Add README

wyfo · wyfo · commit 5637bcb8bb01 · 2025-10-21T02:54:47.000+02:00
diff --git a/README.md b/README.md
@@ -0,0 +1,79 @@
+# histogram-3faa
+
+This repository is an experimental implementation of an optimized [Prometheus histogram](https://prometheus.io/docs/concepts/metric_types/#histogram). The algorithm achieves the following key properties:
+
+- **Lock-Free Critical Path**: Requires only **three** atomic fetch-and-add operations per observation.
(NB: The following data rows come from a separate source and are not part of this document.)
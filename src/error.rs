use std::io;
use std::path::PathBuf;

#[derive(thiserror::Error, Debug)]
pub enum LinaError {
    #[error("private key must be 97 bytes (raw X9.63 ECDSA-P256), got {actual} bytes")]
    InvalidKeySize { actual: usize },
    #[error("invalid ECDSA-P256 key format (needs raw X9.63 ECDSA-P256): {0}")]
    InvalidKeyFormat(String),
    #[error("failed to sign archive")]
    SigningFailed,
    #[error("invalid archive: {0}")]
    InvalidArchive(String),
    #[error("unsupported AEA profile: {0}")]
    UnsupportedProfile(u32),
    #[error("failed to extract archive: {0}")]
    ExtractionFailed(String),
    #[error("could not read {}: {source}", path.display())]
    ReadFailed {
        path: PathBuf,
        #[source]
        source: io::Error,
    },
    #[error("wrong key or corrupted archive")]
    AuthenticationFailed,
    #[error("invalid input: {0}")]
    InvalidFormat(String),
    #[error("config error: {0}")]
    Config(String),
    #[error(transparent)]
    Io(#[from] io::Error),
}

pub type Result<T> = std::result::Result<T, LinaError>;

impl LinaError {
    pub fn title(&self) -> &'static str {
        match self {
            LinaError::InvalidKeySize { .. } | LinaError::InvalidKeyFormat(_) => "Invalid Key",
            _ => "Error",
        }
    }

    pub(crate) fn read_failed(path: impl Into<PathBuf>, source: io::Error) -> Self {
        LinaError::ReadFailed {
            path: path.into(),
            source,
        }
    }
}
+- **Cache-Friendliness**: Groups all atomic counters within the same cache line.
+
+## State of the Art
+
+A histogram consists of multiple counters that must be incremented to ensure consistent metric collection, as if all counters were updated in a single atomic operation.
+
+The simplest approach is to protect all counters with a mutex, as implemented in the current Rust Prometheus client. However, mutexes suffer significant performance degradation under contention. While collection performance is less critical due to Prometheus’s low-frequency scraping interval, the `observe` operation is a critical path, as metrics should minimally impact instrumented code. Thus, a lock-free alternative is highly desirable.
+
+Contention between observations can be reduced by combining a read-write mutex with atomic counter increments, as observations acquire the read lock and execute in parallel. However, this approach still allows collection to interfere with observations.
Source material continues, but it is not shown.